• **TASK INSTRUCTIONS**
Each line in the records below, from the one that contains "pub struct AggregationChainBuilder" to the one that contains "let output_hash = links[links.len()", should be reproduced exactly, the first and last included.

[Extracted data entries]
───

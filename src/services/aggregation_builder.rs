//! Aggregation hash chain builder.
//!
//! Decodes the location blob into one or more aggregation chain TLV
//! elements, splitting at the well-known gateway levels, and records the
//! output hash that feeds the calendar chain.

use crate::domain::constants::{TLV_AGGREGATION_CHAIN, TLV_LEFT_LINK, TLV_RIGHT_LINK};
use crate::domain::hash::{HashAlgorithm, Imprint};
use crate::domain::tlv::TlvElement;
use crate::infra::error::{ConvertError, ConvertResult};
use crate::services::chain_builder::{read_links, LinkEncoder};

const STATE_LEVEL: u8 = 19;
const NATIONAL_LEVEL: u8 = 39;
const TOP_LEVEL: u8 = 60;

/// The emitted chains plus the final result hash across all of them.
#[derive(Debug, Clone)]
pub struct AggregationChains {
    pub elements: Vec<TlvElement>,
    pub output_hash: Imprint,
}

/// Builds the aggregation chain TLV list from a location blob.
#[derive(Debug, Default)]
pub struct AggregationChainBuilder {
    input_stream: Option<Vec<u8>>,
    input_hash: Option<Imprint>,
}

impl AggregationChainBuilder {
    #[must_use]
    pub fn new() -> Self {
        Self::default()
    }

    pub fn set_input_stream(&mut self, blob: Vec<u8>) {
        self.input_stream = Some(blob);
    }

    pub fn set_input_hash(&mut self, input_hash: Imprint) {
        self.input_hash = Some(input_hash);
    }

    pub fn build(&self) -> ConvertResult<AggregationChains> {
        let blob = self.input_stream.as_deref().ok_or_else(|| {
            ConvertError::Argument("Invalid aggregation hash chain input stream: null".to_string())
        })?;
        let input_hash = self
            .input_hash
            .as_ref()
            .ok_or_else(|| ConvertError::Argument("Invalid input hash: null".to_string()))?;

        let links = read_links(blob, input_hash, &AggregationLinkEncoder)?;
        if links.is_empty() {
            return Err(ConvertError::Format(
                "No links found in aggregation hash chain.".to_string(),
            ));
        }

        let mut chains: Vec<TlvElement> = Vec::new();
        let mut chain = new_chain(&links[0].input_hash, links[0].algorithm);
        for (i, link) in links.iter().enumerate() {
            let next_level = links.get(i + 1).map(|next| next.level);
            if chain.children().len() > 2 && is_gateway(next_level) {
                chains.push(chain);
                chain = new_chain(&link.input_hash, link.algorithm);
            }
            chain.add_child(link.element.clone());
        }
        chains.push(chain);
        let output_hash = links[links.len() - 1].result_hash.clone();

        attach_chain_indices(&mut chains);

        log::debug!(
            "built {} aggregation chain(s) from {} link(s)",
            chains.len(),
            links.len()
        );

        Ok(AggregationChains {
            elements: chains,
            output_hash,
        })
    }
}

fn is_gateway(next_level: Option<u8>) -> bool {
    matches!(next_level, Some(STATE_LEVEL | NATIONAL_LEVEL | TOP_LEVEL))
}

fn new_chain(input_hash: &Imprint, algorithm: HashAlgorithm) -> TlvElement {
    let mut chain = TlvElement::new(TLV_AGGREGATION_CHAIN);
    chain.add_child(TlvElement::from_imprint(0x5, input_hash));
    chain.add_child(TlvElement::from_u64(0x6, u64::from(algorithm.gtid())));
    chain
}

/// Attach chain indices, walking from the chain nearest the root back to
/// the first: each chain receives the accumulated index list, so chain `i`
/// carries the indices of every chain above it followed by its own.
fn attach_chain_indices(chains: &mut [TlvElement]) {
    let mut indices: Vec<TlvElement> = Vec::new();
    for chain in chains.iter_mut().rev() {
        let index = calculate_chain_index(chain);
        indices.push(TlvElement::from_u64(0x3, index));
        for element in &indices {
            chain.add_child(element.clone());
        }
    }
}

/// Walk the link children in reverse: shift in a one-bit for each left
/// link, a zero for each right link, starting from 1.
fn calculate_chain_index(chain: &TlvElement) -> u64 {
    let mut index = 1u64;
    for child in chain.children().iter().rev() {
        match child.element_type() {
            TLV_LEFT_LINK => index = (index << 1) | 1,
            TLV_RIGHT_LINK => index <<= 1,
            _ => {}
        }
    }
    index
}

struct AggregationLinkEncoder;

impl LinkEncoder for AggregationLinkEncoder {
    fn encode_sibling(
        &self,
        link: &mut TlvElement,
        sibling_algorithm: HashAlgorithm,
        sibling_imprint: &[u8],
    ) -> ConvertResult<()> {
        let element_type = if sibling_algorithm == HashAlgorithm::Sha224 {
            // SHA-224 imprints carry a legacy client id, not a digest:
            // byte 0 is the algorithm id, byte 1 must be zero, byte 2 is
            // the length of an embedded ASCII label, the rest is padding.
            if sibling_imprint[1] != 0 {
                return Err(ConvertError::Format(
                    "Legacy ID second byte must be 0".to_string(),
                ));
            }
            let label_end = usize::from(sibling_imprint[2]) + 3;
            for i in label_end..sibling_imprint.len() {
                if sibling_imprint[i] != 0 {
                    return Err(ConvertError::Format(
                        "Bytes after the legacy ID string must be 0".to_string(),
                    ));
                }
            }
            0x3
        } else {
            0x2
        };
        link.add_child(TlvElement::from_bytes(element_type, sibling_imprint));
        Ok(())
    }

    fn encode_level(
        &self,
        link: &mut TlvElement,
        level: u8,
        previous_level: u8,
    ) -> ConvertResult<()> {
        if level <= previous_level {
            return Err(ConvertError::Format(format!(
                "Invalid hash step level: {level}"
            )));
        }
        if previous_level + 1 < level {
            link.add_child(TlvElement::from_u64(
                0x1,
                u64::from(level - previous_level - 1),
            ));
        }
        Ok(())
    }

    fn chain_input_hash(&self, input_hash: &Imprint, algorithm: HashAlgorithm) -> Imprint {
        algorithm.hash(&[&input_hash.to_bytes()])
    }
}
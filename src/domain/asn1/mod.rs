//! Strict parsers for the DER subset used by legacy time-stamp tokens.
//!
//! Beyond ordinary decoding, the parsers capture byte-exact slices of two
//! regions of the encoded form: the TSTInfo bracket around
//! `messageImprint.hashedMessage` and the signed-attributes bracket around
//! the `message-digest` value. Both are needed to recompute the input hash
//! when the converted signature is verified.

pub mod content_info;
pub mod reader;
pub mod signed_data;
pub mod signer_info;
pub mod time_signature;
pub mod tst_info;

#[cfg(test)]
pub(crate) mod testutil;

pub use content_info::ContentInfo;
pub use signed_data::SignedData;
pub use signer_info::SignerInfo;
pub use time_signature::{PublishedData, SignatureInfo, TimeSignature};
pub use tst_info::{Accuracy, MessageImprint, TstInfo};
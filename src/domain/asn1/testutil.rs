//! DER construction helpers for unit tests.

/// Encode a definite length (short or long form).
pub fn length(len: usize) -> Vec<u8> {
    if len < 128 {
        vec![len as u8]
    } else if len < 256 {
        vec![0x81, len as u8]
    } else {
        vec![0x82, (len >> 8) as u8, (len & 0xFF) as u8]
    }
}

/// Tag + length + content.
pub fn element(tag: u8, content: &[u8]) -> Vec<u8> {
    let mut out = vec![tag];
    out.extend_from_slice(&length(content.len()));
    out.extend_from_slice(content);
    out
}

pub fn sequence(parts: &[Vec<u8>]) -> Vec<u8> {
    element(0x30, &parts.concat())
}

pub fn set(parts: &[Vec<u8>]) -> Vec<u8> {
    element(0x31, &parts.concat())
}

pub fn octet_string(content: &[u8]) -> Vec<u8> {
    element(0x04, content)
}

pub fn integer(value: u64) -> Vec<u8> {
    let bytes = value.to_be_bytes();
    let skip = bytes.iter().take_while(|&&b| b == 0).count().min(7);
    let mut significant = bytes[skip..].to_vec();
    if significant[0] & 0x80 != 0 {
        significant.insert(0, 0x00);
    }
    element(0x02, &significant)
}

/// Context-specific element with an explicit raw tag byte.
pub fn context(tag: u8, content: &[u8]) -> Vec<u8> {
    element(tag, content)
}

/// OBJECT IDENTIFIER from dotted form.
pub fn oid(dotted: &str) -> Vec<u8> {
    let ids: Vec<u64> = dotted.split('.').map(|p| p.parse().unwrap()).collect();
    assert!(ids.len() >= 2);
    let mut content = Vec::new();
    encode_base128(&mut content, ids[0] * 40 + ids[1]);
    for &id in &ids[2..] {
        encode_base128(&mut content, id);
    }
    element(0x06, &content)
}

fn encode_base128(out: &mut Vec<u8>, mut value: u64) {
    let mut stack = vec![(value & 0x7F) as u8];
    value >>= 7;
    while value > 0 {
        stack.push(0x80 | (value & 0x7F) as u8);
        value >>= 7;
    }
    stack.reverse();
    out.extend_from_slice(&stack);
}

/// AlgorithmIdentifier with NULL parameters.
pub fn algorithm_identifier(dotted: &str) -> Vec<u8> {
    sequence(&[oid(dotted), vec![0x05, 0x00]])
}

pub fn generalized_time(text: &str) -> Vec<u8> {
    element(0x18, text.as_bytes())
}

pub fn boolean(value: bool) -> Vec<u8> {
    element(0x01, &[if value { 0xFF } else { 0x00 }])
}
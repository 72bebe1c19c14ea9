//! Hash algorithm registry and data imprints.
//!
//! The legacy format identifies algorithms three ways: by ASN.1 OID inside
//! the DER structures, by a one-byte numeric id (GTID) inside the compact
//! chain encoding and in imprints, and by name in operator-facing places.
//! The supported set is fixed; every lookup round-trips losslessly.

use crate::infra::error::{ConvertError, ConvertResult};
use ripemd::Ripemd160;
use sha1::Sha1;
use sha2::{Digest, Sha224, Sha256, Sha384, Sha512};

/// Supported hash algorithms
#[derive(Debug, Clone, Copy, PartialEq, Eq)]
pub enum HashAlgorithm {
    Sha1,
    Sha256,
    Ripemd160,
    Sha224,
    Sha384,
    Sha512,
}

impl HashAlgorithm {
    /// Every supported algorithm, in GTID order.
    pub const ALL: [HashAlgorithm; 6] = [
        HashAlgorithm::Sha1,
        HashAlgorithm::Sha256,
        HashAlgorithm::Ripemd160,
        HashAlgorithm::Sha224,
        HashAlgorithm::Sha384,
        HashAlgorithm::Sha512,
    ];

    /// Upper-case name without dashes, e.g. `SHA256`.
    #[must_use]
    pub fn name(self) -> &'static str {
        match self {
            HashAlgorithm::Sha1 => "SHA1",
            HashAlgorithm::Sha256 => "SHA256",
            HashAlgorithm::Ripemd160 => "RIPEMD160",
            HashAlgorithm::Sha224 => "SHA224",
            HashAlgorithm::Sha384 => "SHA384",
            HashAlgorithm::Sha512 => "SHA512",
        }
    }

    /// Dotted object identifier.
    #[must_use]
    pub fn oid(self) -> &'static str {
        match self {
            HashAlgorithm::Sha1 => "1.3.14.3.2.26",
            HashAlgorithm::Sha256 => "2.16.840.1.101.3.4.2.1",
            HashAlgorithm::Ripemd160 => "1.3.36.3.2.1",
            HashAlgorithm::Sha224 => "2.16.840.1.101.3.4.2.4",
            HashAlgorithm::Sha384 => "2.16.840.1.101.3.4.2.2",
            HashAlgorithm::Sha512 => "2.16.840.1.101.3.4.2.3",
        }
    }

    /// One-byte numeric vendor id.
    #[must_use]
    pub fn gtid(self) -> u8 {
        match self {
            HashAlgorithm::Sha1 => 0,
            HashAlgorithm::Sha256 => 1,
            HashAlgorithm::Ripemd160 => 2,
            HashAlgorithm::Sha224 => 3,
            HashAlgorithm::Sha384 => 4,
            HashAlgorithm::Sha512 => 5,
        }
    }

    /// Digest length in bytes.
    #[must_use]
    pub fn digest_len(self) -> usize {
        match self {
            HashAlgorithm::Sha1 => 20,
            HashAlgorithm::Sha256 => 32,
            HashAlgorithm::Ripemd160 => 20,
            HashAlgorithm::Sha224 => 28,
            HashAlgorithm::Sha384 => 48,
            HashAlgorithm::Sha512 => 64,
        }
    }

    /// Look up an algorithm by name. Case- and dash-insensitive, so
    /// `SHA256`, `sha256`, `SHA-256` and `sha-256` are all accepted.
    pub fn by_name(name: &str) -> ConvertResult<Self> {
        let normalized = name.to_ascii_uppercase().replace('-', "");
        Self::ALL
            .into_iter()
            .find(|a| a.name() == normalized)
            .ok_or_else(|| {
                ConvertError::Argument(format!("unsupported algorithm name: {normalized}"))
            })
    }

    /// Look up an algorithm by dotted OID.
    pub fn by_oid(oid: &str) -> ConvertResult<Self> {
        Self::ALL
            .into_iter()
            .find(|a| a.oid() == oid)
            .ok_or_else(|| ConvertError::Argument(format!("unsupported algorithm OID: {oid}")))
    }

    /// Look up an algorithm by its numeric vendor id.
    pub fn by_gtid(gtid: u8) -> ConvertResult<Self> {
        Self::ALL
            .into_iter()
            .find(|a| a.gtid() == gtid)
            .ok_or_else(|| ConvertError::Argument(format!("unsupported algorithm GTID: {gtid}")))
    }

    /// Hash the concatenation of `chunks` with this algorithm.
    #[must_use]
    pub fn hash(self, chunks: &[&[u8]]) -> Imprint {
        let digest = match self {
            HashAlgorithm::Sha1 => digest_chunks::<Sha1>(chunks),
            HashAlgorithm::Sha256 => digest_chunks::<Sha256>(chunks),
            HashAlgorithm::Ripemd160 => digest_chunks::<Ripemd160>(chunks),
            HashAlgorithm::Sha224 => digest_chunks::<Sha224>(chunks),
            HashAlgorithm::Sha384 => digest_chunks::<Sha384>(chunks),
            HashAlgorithm::Sha512 => digest_chunks::<Sha512>(chunks),
        };
        Imprint {
            algorithm: self,
            digest,
        }
    }
}

fn digest_chunks<D: Digest>(chunks: &[&[u8]]) -> Vec<u8> {
    let mut hasher = D::new();
    for chunk in chunks {
        hasher.update(chunk);
    }
    hasher.finalize().to_vec()
}

/// A data imprint: hash algorithm plus a digest of the matching length.
/// Wire form is one GTID byte followed by the digest bytes.
#[derive(Debug, Clone, PartialEq, Eq)]
pub struct Imprint {
    algorithm: HashAlgorithm,
    digest: Vec<u8>,
}

impl Imprint {
    /// Build an imprint from an algorithm and digest, validating the length.
    pub fn new(algorithm: HashAlgorithm, digest: Vec<u8>) -> ConvertResult<Self> {
        if digest.len() != algorithm.digest_len() {
            return Err(ConvertError::Argument(format!(
                "invalid digest length for {}: {}",
                algorithm.name(),
                digest.len()
            )));
        }
        Ok(Imprint { algorithm, digest })
    }

    /// Parse an imprint from its wire form (GTID byte + digest).
    pub fn from_bytes(bytes: &[u8]) -> ConvertResult<Self> {
        let (&gtid, digest) = bytes
            .split_first()
            .ok_or_else(|| ConvertError::Argument("empty imprint".to_string()))?;
        Self::new(HashAlgorithm::by_gtid(gtid)?, digest.to_vec())
    }

    #[must_use]
    pub fn algorithm(&self) -> HashAlgorithm {
        self.algorithm
    }

    #[must_use]
    pub fn digest(&self) -> &[u8] {
        &self.digest
    }

    /// Wire form: GTID byte followed by the digest. Always a fresh copy.
    #[must_use]
    pub fn to_bytes(&self) -> Vec<u8> {
        let mut out = Vec::with_capacity(1 + self.digest.len());
        out.push(self.algorithm.gtid());
        out.extend_from_slice(&self.digest);
        out
    }
}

───

• **REPLY TO THE EXERCISE**
pub struct AggregationChainBuilder {
    input_stream: Option<Vec<u8>>,
    input_hash: Option<Imprint>,
}

impl AggregationChainBuilder {
    #[must_use]
    pub fn new() -> Self {
        Self::default()
    }

    pub fn set_input_stream(&mut self, blob: Vec<u8>) {
        self.input_stream = Some(blob);
    }

    pub fn set_input_hash(&mut self, input_hash: Imprint) {
        self.input_hash = Some(input_hash);
    }

    pub fn build(&self) -> ConvertResult<AggregationChains> {
        let blob = self.input_stream.as_deref().ok_or_else(|| {
            ConvertError::Argument("Invalid aggregation hash chain input stream: null".to_string())
        })?;
        let input_hash = self
            .input_hash
            .as_ref()
            .ok_or_else(|| ConvertError::Argument("Invalid input hash: null".to_string()))?;

        let links = read_links(blob, input_hash, &AggregationLinkEncoder)?;
        if links.is_empty() {
            return Err(ConvertError::Format(
                "No links found in aggregation hash chain.".to_string(),
            ));
        }

        let mut chains: Vec<TlvElement> = Vec::new();
        let mut chain = new_chain(&links[0].input_hash, links[0].algorithm);
        for (i, link) in links.iter().enumerate() {
            let next_level = links.get(i + 1).map(|next| next.level);
            if chain.children().len() > 2 && is_gateway(next_level) {
                chains.push(chain);
                chain = new_chain(&link.input_hash, link.algorithm);
            }
            chain.add_child(link.element.clone());
        }
        chains.push(chain);
        let output_hash = links[links.len() - 1].result_hash.clone();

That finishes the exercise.